It was 2019, at Bauma Munich. Kubota was crowned Diesel of the Year with its V5009; a 5 litre that gained a following. Indeed, there are six 4 cylinders all lined up for a comparison on these pages. So, let’s start with the newest entry, the Core50 by AGCO Power. It completes the bottom section of the newly introduced Core range that’s recoded the language of AGCO Power Group’s engine department. A network that got a fresh boost from TAFE (Tractors and Farm Equipment limited) becoming a significant shareholder in the Corporation.

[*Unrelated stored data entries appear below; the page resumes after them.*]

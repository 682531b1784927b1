use ego_tree::NodeRef;
use scraper::node::Node;
use scraper::ElementRef;

/// Elements whose content is never rendered.
const SKIPPED_TAGS: &[&str] = &[
    "head", "script", "style", "noscript", "template", "title", "iframe", "object",
];

/// Elements rendered as blocks separated by a single line break.
const BLOCK_TAGS: &[&str] = &[
    "address",
    "article",
    "aside",
    "blockquote",
    "body",
    "caption",
    "dd",
    "details",
    "dialog",
    "div",
    "dl",
    "dt",
    "fieldset",
    "figcaption",
    "figure",
    "footer",
    "form",
    "header",
    "hr",
    "html",
    "li",
    "main",
    "nav",
    "ol",
    "pre",
    "section",
    "summary",
    "table",
    "tbody",
    "tfoot",
    "thead",
    "tr",
    "ul",
];

/// Elements rendered with a blank line around them.
const PARAGRAPH_TAGS: &[&str] = &["p", "h1", "h2", "h3", "h4", "h5", "h6"];

const PREFORMATTED_TAGS: &[&str] = &["pre", "textarea", "listing", "plaintext"];

/// Approximates the browser's rendered text (`innerText`) of an element.
///
/// Whitespace runs collapse to one space, block elements start new lines,
/// paragraphs and headings are separated by a blank line, and preformatted
/// content is kept verbatim. Leading and trailing breaks are dropped.
pub fn rendered_text(element: ElementRef<'_>) -> String {
    let mut ctx = RenderContext::default();
    for child in element.children() {
        visit_node(child, &mut ctx, false);
    }
    ctx.finish()
}

fn visit_node(node: NodeRef<'_, Node>, ctx: &mut RenderContext, preformatted: bool) {
    match node.value() {
        Node::Text(text) => ctx.push_text(text, preformatted),
        Node::Element(_) => {
            if let Some(element) = ElementRef::wrap(node) {
                visit_element(element, ctx, preformatted);
            }
        }
        Node::Comment(_) | Node::Doctype(_) | Node::ProcessingInstruction(_) => {}
        _ => {
            for child in node.children() {
                visit_node(child, ctx, preformatted);
            }
        }
    }
}

fn visit_element(element: ElementRef<'_>, ctx: &mut RenderContext, preformatted: bool) {
    let tag = element.value().name().to_ascii_lowercase();
    let tag = tag.as_str();
    if SKIPPED_TAGS.contains(&tag) || element.value().attr("hidden").is_some() {
        return;
    }
    if tag == "br" {
        ctx.line_break();
        return;
    }

    let breaks = if PARAGRAPH_TAGS.contains(&tag) {
        2
    } else if BLOCK_TAGS.contains(&tag) {
        1
    } else {
        0
    };
    if breaks > 0 {
        ctx.require_breaks(breaks);
    }
    if matches!(tag, "td" | "th") {
        ctx.separate();
    }

    let preformatted = preformatted || PREFORMATTED_TAGS.contains(&tag);
    for child in element.children() {
        visit_node(child, ctx, preformatted);
    }

    if breaks > 0 {
        ctx.require_breaks(breaks);
    }
}

#[derive(Debug, Default)]
struct RenderContext {
    out: String,
    line_has_text: bool,
    pending_space: bool,
    pending_breaks: usize,
}

impl RenderContext {
    fn push_text(&mut self, text: &str, preformatted: bool) {
        for ch in text.chars() {
            if preformatted {
                if ch == '\n' {
                    self.line_break();
                } else {
                    self.push_char(ch);
                }
            } else if ch.is_whitespace() {
                if self.line_has_text {
                    self.pending_space = true;
                }
            } else {
                self.push_char(ch);
            }
        }
    }

    fn push_char(&mut self, ch: char) {
        if self.pending_breaks > 0 {
            if !self.out.is_empty() {
                for _ in 0..self.pending_breaks {
                    self.out.push('\n');
                }
            }
            self.pending_breaks = 0;
        } else if self.pending_space {
            self.out.push(' ');
        }
        self.pending_space = false;
        self.out.push(ch);
        self.line_has_text = true;
    }

    /// Block boundary: at least `count` line breaks before the next text.
    fn require_breaks(&mut self, count: usize) {
        self.pending_space = false;
        self.line_has_text = false;
        self.pending_breaks = self.pending_breaks.max(count);
    }

    /// Forced break (`<br>` or a newline in preformatted text).
    fn line_break(&mut self) {
        self.pending_space = false;
        self.line_has_text = false;
        self.pending_breaks += 1;
    }

    /// Table cells on the same row are separated by a space.
    fn separate(&mut self) {
        if self.line_has_text {
            self.pending_space = true;
        }
    }

    fn finish(self) -> String {
        self.out
    }
}
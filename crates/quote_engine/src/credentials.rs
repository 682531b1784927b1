use std::collections::HashMap;
use std::sync::{PoisonError, RwLock};

use quote_core::ApiKey;
use serde_json::Value;

/// Storage entry holding the generation service key.
pub const API_KEY_ENTRY: &str = "geminiApiKey";

/// Untyped key/value credential storage, as the browser exposes it.
pub trait CredentialStore: Send + Sync {
    fn get(&self, key: &str) -> Option<Value>;
}

/// Typed view of the stored key: only a non-blank string qualifies.
pub fn load_api_key(store: &dyn CredentialStore) -> Option<ApiKey> {
    match store.get(API_KEY_ENTRY)? {
        Value::String(raw) => ApiKey::new(raw),
        _ => None,
    }
}

#[derive(Debug, Default)]
pub struct MemoryCredentialStore {
    entries: RwLock<HashMap<String, Value>>,
}

impl MemoryCredentialStore {
    pub fn new() -> Self {
        Self::default()
    }

    pub fn with_api_key(api_key: impl Into<String>) -> Self {
        let store = Self::new();
        store.set(API_KEY_ENTRY, Value::String(api_key.into()));
        store
    }

    pub fn set(&self, key: impl Into<String>, value: Value) {
        self.entries
            .write()
            .unwrap_or_else(PoisonError::into_inner)
            .insert(key.into(), value);
    }

    pub fn remove(&self, key: &str) -> Option<Value> {
        self.entries
            .write()
            .unwrap_or_else(PoisonError::into_inner)
            .remove(key)
    }
}

impl CredentialStore for MemoryCredentialStore {
    fn get(&self, key: &str) -> Option<Value> {
        self.entries
            .read()
            .unwrap_or_else(PoisonError::into_inner)
            .get(key)
            .cloned()
    }
}

#[cfg(test)]
mod tests {
    use serde_json::json;

    use super::{load_api_key, MemoryCredentialStore, API_KEY_ENTRY};

    #[test]
    fn absent_key_is_none() {
        assert!(load_api_key(&MemoryCredentialStore::new()).is_none());
    }

    #[test]
    fn non_string_or_blank_values_are_rejected() {
        let store = MemoryCredentialStore::new();
        store.set(API_KEY_ENTRY, json!(12345));
        assert!(load_api_key(&store).is_none());
        store.set(API_KEY_ENTRY, json!({ "key": "abc" }));
        assert!(load_api_key(&store).is_none());
        store.set(API_KEY_ENTRY, json!("   "));
        assert!(load_api_key(&store).is_none());
    }

    #[test]
    fn string_value_is_loaded() {
        let store = MemoryCredentialStore::with_api_key("abc");
        assert_eq!(load_api_key(&store).unwrap().expose(), "abc");
        store.remove(API_KEY_ENTRY);
        assert!(load_api_key(&store).is_none());
    }
}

The Indian group is the third largest agricultural OEM in the world.

There is no shortage of synergies, then, as confirmed to us by Massimo Ribaldone, TAFE’s CTO and Business Development President. “Today, India’s industrial base provides for manufacturing at a reasonable cost with proven technologies; yet, quality comes at a price and costs also stem from the need to provide a centralized European sales and marketing structure to support importers across different countries. Ours is, therefore, a global range with a shared platform for all markets and scalable upgrades based on the relevant region. 75hp Stage V engines are manufactured in India based on the Tier 4 Final units equipping the Massey Fergusons”.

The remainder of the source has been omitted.